Depletion of CD20+ lymphocytes impacts primarily B cell-mediated acquired immunity and has little if any impact on the function of phagocytic cells. However, infection risk among RA patients treated with rituximab is nonetheless comparable to that observed among patients treated with TNF inhibitors [17, 19]. This may be due to the not insignificant numbers of patients who develop hypogammaglobulinemia with recurrent dosing of rituximab , with occurrence of serious infection events noted to be higher in such patients [20]. Management of intercurrent infections in patients treated with rituximab or other B cell-depleting reagents (such as obinutuzumab, ofatumumab) is therefore best directed toward ensuring antecedent B cell depletion therapy has not rendered the recipient hypogammaglobulinemic. Should severe infection occur with IgG levels less than 500 mg/dL, consideration should be given to supportive immunoglobulin replacement therapy (usually 0.4 g/kg every 4 weeks as needed). Whether to initiate prophylactic immunoglobulin replacement therapy at lower levels of serum IgG in the absence of infection is subject to debate. Hypogammaglobulinemia in the setting of B cell depletion therapy may be transient, and provided the patient can produce adequate neutralizing antibodies, IgG replacement therapy in such patients may not be required. Assessment of responses to pneumococcal vaccination may be informative in this setting. With this caveat of needed vigilance for hypogammaglobulinemia, given the absence of its effects on phagocytic cell functions, rituximab may be another preferred option for managing patients with RA who either have comorbidities placing them at increased risk for infections or who have experienced recurring episodes of bacterial infections on anti-TNF biologics.
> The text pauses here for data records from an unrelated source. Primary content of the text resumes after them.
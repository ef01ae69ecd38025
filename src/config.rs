//! Typed, validated configuration surface.
//!
//! The core accepts this struct fully built; *sourcing* the values (environment variables,
//! a file, a CLI) is the embedder's job. Construction through [`ConfigBuilder::build`] is the
//! only way to obtain a [`Config`], so a rejected configuration can never reach the rest of the
//! crate.

use std::time::Duration;

use crate::{
	cache::AccessLevel,
	error::{Error, Result},
};

/// Validated runtime configuration for the bridge.
#[derive(Clone, Debug)]
pub struct Config {
	/// FRESH cutoff: entries younger than this are served without a background refresh.
	pub cache_refresh_threshold: Duration,
	/// STALE cutoff: entries at or beyond this age are read synchronously from upstream.
	pub cache_expire: Duration,
	/// Period of the periodic expiry sweep.
	pub cache_cleanup_interval: Duration,
	/// Maximum number of entries before LRU eviction kicks in.
	pub cache_max_entries: usize,
	/// Approximate memory cap, in bytes, before pressure eviction kicks in.
	pub cache_max_memory_bytes: usize,
	/// Cap on simultaneous expired-path reads in the read strategy.
	pub cache_concurrent_reads: usize,
	/// Target fill ratio eviction aims to restore usage to, e.g. `0.7`.
	pub cache_low_water_ratio: f64,
	/// Minimum access level required to perform a mutating cache operation.
	pub cache_access_level: AccessLevel,
	/// Background updater worker count.
	pub background_update_threads: usize,
	/// Background updater bounded-queue capacity.
	pub background_update_queue_size: usize,
	/// Per-refresh upstream timeout in the background updater.
	pub background_update_timeout: Duration,
	/// Synchronous-path upstream read timeout.
	pub opc_read_timeout: Duration,
	/// Chunk size used when batching `ReadNodes` calls.
	pub opc_batch_size: usize,
	/// Reconnection attempts before the backoff counter resets and the manager long-sleeps.
	pub connection_retry_max: u32,
	/// First reconnection backoff delay.
	pub connection_initial_delay: Duration,
	/// Reconnection backoff ceiling.
	pub connection_max_delay: Duration,
	/// Idle window after which an unused monitored item becomes eligible for cleanup.
	pub subscription_item_expire: Duration,
	/// Error handler retry budget for a failed synchronous read.
	pub error_max_retry_attempts: u32,
	/// Error handler inter-retry delay (attempt 1 has no preceding delay).
	pub error_retry_delay: Duration,
	/// Errors-per-minute threshold above which a monitoring flag is raised.
	pub error_rate_threshold: f64,
}
impl Config {
	/// Start building a configuration from the documented defaults.
	pub fn builder() -> ConfigBuilder {
		ConfigBuilder::default()
	}
}

/// Builder for [`Config`]; every field defaults to the value in the external-interfaces table.
#[derive(Clone, Debug)]
pub struct ConfigBuilder {
	cache_refresh_threshold: Duration,
	cache_expire: Duration,
	cache_cleanup_interval: Duration,
	cache_max_entries: usize,
	cache_max_memory_bytes: usize,
	cache_concurrent_reads: usize,
	cache_low_water_ratio: f64,
	cache_access_level: AccessLevel,
	background_update_threads: usize,
	background_update_queue_size: usize,
	background_update_timeout: Duration,
	opc_read_timeout: Duration,
	opc_batch_size: usize,
	connection_retry_max: u32,
	connection_initial_delay: Duration,
	connection_max_delay: Duration,
	subscription_item_expire: Duration,
	error_max_retry_attempts: u32,
	error_retry_delay: Duration,
	error_rate_threshold: f64,
}
impl Default for ConfigBuilder {
	fn default() -> Self {
		Self {
			cache_refresh_threshold: Duration::from_secs(3),
			cache_expire: Duration::from_secs(10),
			cache_cleanup_interval: Duration::from_secs(60),
			cache_max_entries: 10_000,
			cache_max_memory_bytes: 100 * 1024 * 1024,
			cache_concurrent_reads: 10,
			cache_low_water_ratio: 0.7,
			cache_access_level: AccessLevel::ReadWrite,
			background_update_threads: 3,
			background_update_queue_size: 1_000,
			background_update_timeout: Duration::from_millis(5_000),
			opc_read_timeout: Duration::from_millis(5_000),
			opc_batch_size: 50,
			connection_retry_max: 5,
			connection_initial_delay: Duration::from_millis(500),
			connection_max_delay: Duration::from_millis(2_000),
			subscription_item_expire: Duration::from_secs(30 * 60),
			error_max_retry_attempts: 3,
			error_retry_delay: Duration::from_millis(1_000),
			error_rate_threshold: 10.0,
		}
	}
}
impl ConfigBuilder {
	/// Override `cache_refresh_threshold_seconds`.
	pub fn cache_refresh_threshold(mut self, value: Duration) -> Self {
		self.cache_refresh_threshold = value;
		self
	}

	/// Override `cache_expire_seconds`.
	pub fn cache_expire(mut self, value: Duration) -> Self {
		self.cache_expire = value;
		self
	}

	/// Override `cache_cleanup_interval_seconds`.
	pub fn cache_cleanup_interval(mut self, value: Duration) -> Self {
		self.cache_cleanup_interval = value;
		self
	}

	/// Override `cache_max_entries`.
	pub fn cache_max_entries(mut self, value: usize) -> Self {
		self.cache_max_entries = value;
		self
	}

	/// Override `cache_max_memory_mb` (converted to bytes).
	pub fn cache_max_memory_mb(mut self, value: usize) -> Self {
		self.cache_max_memory_bytes = value * 1024 * 1024;
		self
	}

	/// Override `cache_concurrent_reads`.
	pub fn cache_concurrent_reads(mut self, value: usize) -> Self {
		self.cache_concurrent_reads = value;
		self
	}

	/// Override `cache_low_water_ratio`.
	pub fn cache_low_water_ratio(mut self, value: f64) -> Self {
		self.cache_low_water_ratio = value;
		self
	}

	/// Override `cache_access_level`.
	pub fn cache_access_level(mut self, value: AccessLevel) -> Self {
		self.cache_access_level = value;
		self
	}

	/// Override `background_update_threads`.
	pub fn background_update_threads(mut self, value: usize) -> Self {
		self.background_update_threads = value;
		self
	}

	/// Override `background_update_queue_size`.
	pub fn background_update_queue_size(mut self, value: usize) -> Self {
		self.background_update_queue_size = value;
		self
	}

	/// Override `background_update_timeout_ms`.
	pub fn background_update_timeout(mut self, value: Duration) -> Self {
		self.background_update_timeout = value;
		self
	}

	/// Override `opc_read_timeout_ms`.
	pub fn opc_read_timeout(mut self, value: Duration) -> Self {
		self.opc_read_timeout = value;
		self
	}

	/// Override `opc_batch_size`.
	pub fn opc_batch_size(mut self, value: usize) -> Self {
		self.opc_batch_size = value;
		self
	}

	/// Override `connection_retry_max`.
	pub fn connection_retry_max(mut self, value: u32) -> Self {
		self.connection_retry_max = value;
		self
	}

	/// Override `connection_initial_delay_ms`.
	pub fn connection_initial_delay(mut self, value: Duration) -> Self {
		self.connection_initial_delay = value;
		self
	}

	/// Override `connection_max_delay_ms`.
	pub fn connection_max_delay(mut self, value: Duration) -> Self {
		self.connection_max_delay = value;
		self
	}

	/// Override `subscription_item_expire_minutes`.
	pub fn subscription_item_expire(mut self, value: Duration) -> Self {
		self.subscription_item_expire = value;
		self
	}

	/// Override `error_max_retry_attempts`.
	pub fn error_max_retry_attempts(mut self, value: u32) -> Self {
		self.error_max_retry_attempts = value;
		self
	}

	/// Override `error_retry_delay_ms`.
	pub fn error_retry_delay(mut self, value: Duration) -> Self {
		self.error_retry_delay = value;
		self
	}

	/// Override `error_rate_threshold`.
	pub fn error_rate_threshold(mut self, value: f64) -> Self {
		self.error_rate_threshold = value;
		self
	}

	/// Validate and finalize the configuration.
	pub fn build(self) -> Result<Config> {
		if self.cache_refresh_threshold >= self.cache_expire {
			return Err(Error::Validation {
				field: "cache_refresh_threshold",
				reason: "must be strictly less than cache_expire".into(),
			});
		}
		if self.cache_max_entries == 0 {
			return Err(Error::Validation {
				field: "cache_max_entries",
				reason: "must be positive".into(),
			});
		}
		if self.cache_max_memory_bytes == 0 {
			return Err(Error::Validation {
				field: "cache_max_memory_mb",
				reason: "must be positive".into(),
			});
		}
		if self.cache_concurrent_reads == 0 {
			return Err(Error::Validation {
				field: "cache_concurrent_reads",
				reason: "must be positive".into(),
			});
		}
		if !(self.cache_low_water_ratio > 0.0 && self.cache_low_water_ratio <= 1.0) {
			return Err(Error::Validation {
				field: "cache_low_water_ratio",
				reason: "must be in (0, 1]".into(),
			});
		}
		if self.background_update_threads == 0 {
			return Err(Error::Validation {
				field: "background_update_threads",
				reason: "must be positive".into(),
			});
		}
		if self.background_update_queue_size == 0 {
			return Err(Error::Validation {
				field: "background_update_queue_size",
				reason: "must be positive".into(),
			});
		}
		if self.opc_batch_size == 0 {
			return Err(Error::Validation {
				field: "opc_batch_size",
				reason: "must be positive".into(),
			});
		}
		if self.connection_retry_max == 0 {
			return Err(Error::Validation {
				field: "connection_retry_max",
				reason: "must be positive".into(),
			});
		}
		if self.connection_initial_delay > self.connection_max_delay {
			return Err(Error::Validation {
				field: "connection_initial_delay",
				reason: "must not exceed connection_max_delay".into(),
			});
		}
		if self.error_rate_threshold <= 0.0 {
			return Err(Error::Validation {
				field: "error_rate_threshold",
				reason: "must be positive".into(),
			});
		}

		Ok(Config {
			cache_refresh_threshold: self.cache_refresh_threshold,
			cache_expire: self.cache_expire,
			cache_cleanup_interval: self.cache_cleanup_interval,
			cache_max_entries: self.cache_max_entries,
			cache_max_memory_bytes: self.cache_max_memory_bytes,
			cache_concurrent_reads: self.cache_concurrent_reads,
			cache_low_water_ratio: self.cache_low_water_ratio,
			cache_access_level: self.cache_access_level,
			background_update_threads: self.background_update_threads,
			background_update_queue_size: self.background_update_queue_size,
			background_update_timeout: self.background_update_timeout,
			opc_read_timeout: self.opc_read_timeout,
			opc_batch_size: self.opc_batch_size,
			connection_retry_max: self.connection_retry_max,
			connection_initial_delay: self.connection_initial_delay,
			connection_max_delay: self.connection_max_delay,
			subscription_item_expire: self.subscription_item_expire,
			error_max_retry_attempts: self.error_max_retry_attempts,
			error_retry_delay: self.error_retry_delay,
			error_rate_threshold: self.error_rate_threshold,
		})
	}
}

#[cfg(test)]
mod tests {
	use super::*;

	#[test]
	fn defaults_validate() {
		Config::builder().build().unwrap();
	}

	#[test]
	fn rejects_refresh_threshold_at_or_above_expire() {
		let err = Config::builder()
			.cache_refresh_threshold(Duration::from_secs(10))
			.cache_expire(Duration::from_secs(10))
			.build()
			.unwrap_err();

		assert!(matches!(err, Error::Validation { field: "cache_refresh_threshold", .. }));
	}

	#[test]
	fn rejects_low_water_ratio_out_of_range() {
		assert!(Config::builder().cache_low_water_ratio(0.0).build().is_err());
		assert!(Config::builder().cache_low_water_ratio(1.5).build().is_err());
	}
}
Seronegative Spondyloarthropathies

Patients with seronegative spondyloarthropathies (SNSA) are at some increased risk for infection due to chronic arthropathy as well as enteric complications due to underlying inflammatory bowel disease (IBD) or subclinical inflammation of the enteric mucosa that may occur in non-IBD-associated SNSA (see Chap. 16). A noted increased occurrence of mannose-binding lectin (MBL) deficiency in patients with SNSA may also confer increased risk for infection [21, 22].

Methotrexate, sulfasalazine, and TNFα inhibitors are commonly employed in the management of SNSA, and the same considerations with regard to the use of these therapies in patients with RA are applicable and relevant to patients with SNSA with intercurrent infection. As discussed below, use of alternative biologics targeting the IL-23/IL-17 pathway that are primarily used in the management of psoriasis and SNSA may also need to be curtailed in the setting of intercurrent infection. Apremilast, a phosphodiesterase-4 inhibitor that is used primarily for the management of psoriasis and psoriatic arthropathy, does not have any direct effects on phagocytic cell function and has not been shown in clinical trials to confer increased infection risk [23]. As such, it is usually not necessary to curtail the use of apremilast during episodes of infection. The majority of joint manifestations in SNSA can otherwise be adequately managed with NSAID therapy during episodes of intercurrent infection when anti-TNF biologics or biologics targeting the IL23/IL17 axis need to be appropriately withheld.

Ustekinumab and IL-23 Inhibitors

Ustekinumab is a monoclonal reagent targeting the shared p40 subunit of the IL-12 and IL-23 receptors. Both IL-12 and IL-23 impact primarily T cell lineage development, with minimal if any direct effects on phagocytic cell functions. In clinical trials using ustekinumab in psoriasis as well as ankylosing spondylitis and inflammatory bowel disease, there have been no increased occurrences of serious infections in the ustekinumab treatment arms relative to the placebo treatment arms [24]. While there is no evidence to support holding ustekinumab or IL-23-specific therapies during intercurrent bacterial infection, given the identified role of IL-12 and IL-23 in mediating host defense against mycobacterial, fungal, and Salmonella infections, it is prudent to withhold ustekinumab and agents targeting IL-23 (tildrakizumab and guselkumab) in the setting of infection with these pathogens.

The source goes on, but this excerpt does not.